Data entries:
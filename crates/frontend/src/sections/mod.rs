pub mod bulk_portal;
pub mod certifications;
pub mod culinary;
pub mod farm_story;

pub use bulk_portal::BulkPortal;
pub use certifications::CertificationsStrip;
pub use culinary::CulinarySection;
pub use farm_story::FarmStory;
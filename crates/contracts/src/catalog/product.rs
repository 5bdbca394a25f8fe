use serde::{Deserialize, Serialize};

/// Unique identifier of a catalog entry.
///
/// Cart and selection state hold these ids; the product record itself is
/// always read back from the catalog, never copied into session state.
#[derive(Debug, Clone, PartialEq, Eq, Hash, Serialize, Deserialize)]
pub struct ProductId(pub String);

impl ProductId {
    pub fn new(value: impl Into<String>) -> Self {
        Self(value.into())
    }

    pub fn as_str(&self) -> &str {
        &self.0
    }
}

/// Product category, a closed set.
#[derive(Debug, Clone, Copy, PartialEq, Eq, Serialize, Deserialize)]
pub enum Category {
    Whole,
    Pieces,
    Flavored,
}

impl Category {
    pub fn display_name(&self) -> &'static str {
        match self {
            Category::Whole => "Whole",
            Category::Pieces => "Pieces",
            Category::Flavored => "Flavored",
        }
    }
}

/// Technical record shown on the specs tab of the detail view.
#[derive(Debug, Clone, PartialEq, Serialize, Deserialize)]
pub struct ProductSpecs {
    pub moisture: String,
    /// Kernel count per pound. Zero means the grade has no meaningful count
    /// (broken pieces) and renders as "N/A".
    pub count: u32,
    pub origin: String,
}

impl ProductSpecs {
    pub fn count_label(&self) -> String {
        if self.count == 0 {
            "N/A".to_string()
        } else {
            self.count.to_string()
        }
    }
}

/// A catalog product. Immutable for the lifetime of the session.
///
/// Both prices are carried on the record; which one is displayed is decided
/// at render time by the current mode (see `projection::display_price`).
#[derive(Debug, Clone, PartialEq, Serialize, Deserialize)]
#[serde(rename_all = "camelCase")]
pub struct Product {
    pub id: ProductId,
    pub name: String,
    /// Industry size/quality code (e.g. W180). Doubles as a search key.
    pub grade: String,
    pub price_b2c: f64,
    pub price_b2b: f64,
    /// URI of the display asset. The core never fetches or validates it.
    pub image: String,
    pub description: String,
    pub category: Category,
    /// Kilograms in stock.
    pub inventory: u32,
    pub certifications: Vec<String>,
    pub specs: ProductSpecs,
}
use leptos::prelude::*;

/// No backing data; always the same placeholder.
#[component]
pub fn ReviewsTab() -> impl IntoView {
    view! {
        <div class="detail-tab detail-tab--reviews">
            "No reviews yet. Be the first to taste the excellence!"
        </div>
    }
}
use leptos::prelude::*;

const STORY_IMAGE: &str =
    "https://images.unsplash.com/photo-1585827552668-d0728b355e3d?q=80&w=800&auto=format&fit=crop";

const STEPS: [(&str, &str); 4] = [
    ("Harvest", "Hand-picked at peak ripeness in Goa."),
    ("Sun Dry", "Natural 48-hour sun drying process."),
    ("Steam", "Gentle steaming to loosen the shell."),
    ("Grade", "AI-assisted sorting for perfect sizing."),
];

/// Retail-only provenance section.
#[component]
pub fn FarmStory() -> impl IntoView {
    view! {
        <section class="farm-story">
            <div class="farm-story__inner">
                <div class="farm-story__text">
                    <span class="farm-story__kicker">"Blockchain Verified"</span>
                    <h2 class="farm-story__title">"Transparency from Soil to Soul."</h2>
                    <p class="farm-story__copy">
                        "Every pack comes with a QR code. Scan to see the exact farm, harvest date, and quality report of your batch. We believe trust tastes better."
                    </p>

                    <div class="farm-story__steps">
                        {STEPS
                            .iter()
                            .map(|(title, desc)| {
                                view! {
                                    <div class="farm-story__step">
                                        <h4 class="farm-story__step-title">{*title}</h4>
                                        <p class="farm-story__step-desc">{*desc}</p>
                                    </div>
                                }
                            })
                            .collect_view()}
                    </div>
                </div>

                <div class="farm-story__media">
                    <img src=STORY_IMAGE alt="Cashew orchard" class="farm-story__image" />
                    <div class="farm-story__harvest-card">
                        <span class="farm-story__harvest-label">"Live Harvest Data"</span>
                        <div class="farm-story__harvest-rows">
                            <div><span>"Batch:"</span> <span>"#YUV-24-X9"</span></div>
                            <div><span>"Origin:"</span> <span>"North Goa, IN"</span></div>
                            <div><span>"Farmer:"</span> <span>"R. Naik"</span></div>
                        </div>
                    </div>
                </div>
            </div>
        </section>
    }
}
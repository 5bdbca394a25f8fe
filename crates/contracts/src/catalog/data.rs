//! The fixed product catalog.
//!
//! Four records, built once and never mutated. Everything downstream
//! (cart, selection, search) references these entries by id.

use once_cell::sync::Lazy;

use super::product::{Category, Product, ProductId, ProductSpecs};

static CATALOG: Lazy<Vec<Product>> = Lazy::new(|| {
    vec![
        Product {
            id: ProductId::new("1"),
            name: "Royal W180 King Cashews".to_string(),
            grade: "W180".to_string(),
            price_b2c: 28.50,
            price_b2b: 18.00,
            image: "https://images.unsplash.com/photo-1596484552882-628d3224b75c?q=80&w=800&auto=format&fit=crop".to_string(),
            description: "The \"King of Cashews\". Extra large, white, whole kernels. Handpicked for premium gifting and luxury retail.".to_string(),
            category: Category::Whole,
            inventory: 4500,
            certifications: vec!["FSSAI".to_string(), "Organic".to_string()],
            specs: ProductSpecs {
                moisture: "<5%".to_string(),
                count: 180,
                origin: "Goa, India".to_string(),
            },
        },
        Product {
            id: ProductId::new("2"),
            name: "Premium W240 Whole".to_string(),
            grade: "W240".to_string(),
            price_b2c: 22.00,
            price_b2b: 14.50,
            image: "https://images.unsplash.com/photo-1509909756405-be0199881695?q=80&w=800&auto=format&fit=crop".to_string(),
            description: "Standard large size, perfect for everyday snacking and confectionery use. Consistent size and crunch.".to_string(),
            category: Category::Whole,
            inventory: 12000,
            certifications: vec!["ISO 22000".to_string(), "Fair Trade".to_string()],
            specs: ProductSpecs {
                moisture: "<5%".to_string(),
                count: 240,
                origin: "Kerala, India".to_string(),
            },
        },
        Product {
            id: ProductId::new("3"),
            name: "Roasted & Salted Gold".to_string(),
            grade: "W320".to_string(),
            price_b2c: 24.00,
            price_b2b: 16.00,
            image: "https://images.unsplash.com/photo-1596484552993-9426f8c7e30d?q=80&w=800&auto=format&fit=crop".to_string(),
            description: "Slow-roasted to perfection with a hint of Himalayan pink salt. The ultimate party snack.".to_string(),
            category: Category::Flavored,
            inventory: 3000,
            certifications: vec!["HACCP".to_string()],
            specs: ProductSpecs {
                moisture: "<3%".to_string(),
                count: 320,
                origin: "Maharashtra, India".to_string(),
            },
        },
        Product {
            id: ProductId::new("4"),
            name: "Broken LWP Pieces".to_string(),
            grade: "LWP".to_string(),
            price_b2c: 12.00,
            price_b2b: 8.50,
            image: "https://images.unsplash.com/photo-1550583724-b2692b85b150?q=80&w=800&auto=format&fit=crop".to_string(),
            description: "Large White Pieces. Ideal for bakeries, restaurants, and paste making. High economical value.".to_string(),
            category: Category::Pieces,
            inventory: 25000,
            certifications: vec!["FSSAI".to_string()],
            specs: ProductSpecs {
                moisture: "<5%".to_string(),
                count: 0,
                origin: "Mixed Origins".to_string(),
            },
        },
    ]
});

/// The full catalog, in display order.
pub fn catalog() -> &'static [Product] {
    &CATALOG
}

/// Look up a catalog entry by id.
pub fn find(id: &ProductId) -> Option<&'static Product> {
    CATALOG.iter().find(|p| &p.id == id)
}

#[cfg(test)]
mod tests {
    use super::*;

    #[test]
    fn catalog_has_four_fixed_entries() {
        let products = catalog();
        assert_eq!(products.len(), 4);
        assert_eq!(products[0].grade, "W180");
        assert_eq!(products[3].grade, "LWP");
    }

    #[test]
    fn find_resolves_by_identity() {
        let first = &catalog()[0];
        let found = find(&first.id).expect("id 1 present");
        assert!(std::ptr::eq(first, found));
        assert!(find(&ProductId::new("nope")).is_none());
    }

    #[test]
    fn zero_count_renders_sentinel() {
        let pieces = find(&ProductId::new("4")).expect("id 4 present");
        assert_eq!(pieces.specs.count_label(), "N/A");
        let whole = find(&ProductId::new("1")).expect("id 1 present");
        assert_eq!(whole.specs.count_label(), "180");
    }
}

Instructions for the task → Where a line above contains the word "present", copy that line.

Exercise answer →
        let found = find(&first.id).expect("id 1 present");
        let pieces = find(&ProductId::new("4")).expect("id 4 present");
        let whole = find(&ProductId::new("1")).expect("id 1 present");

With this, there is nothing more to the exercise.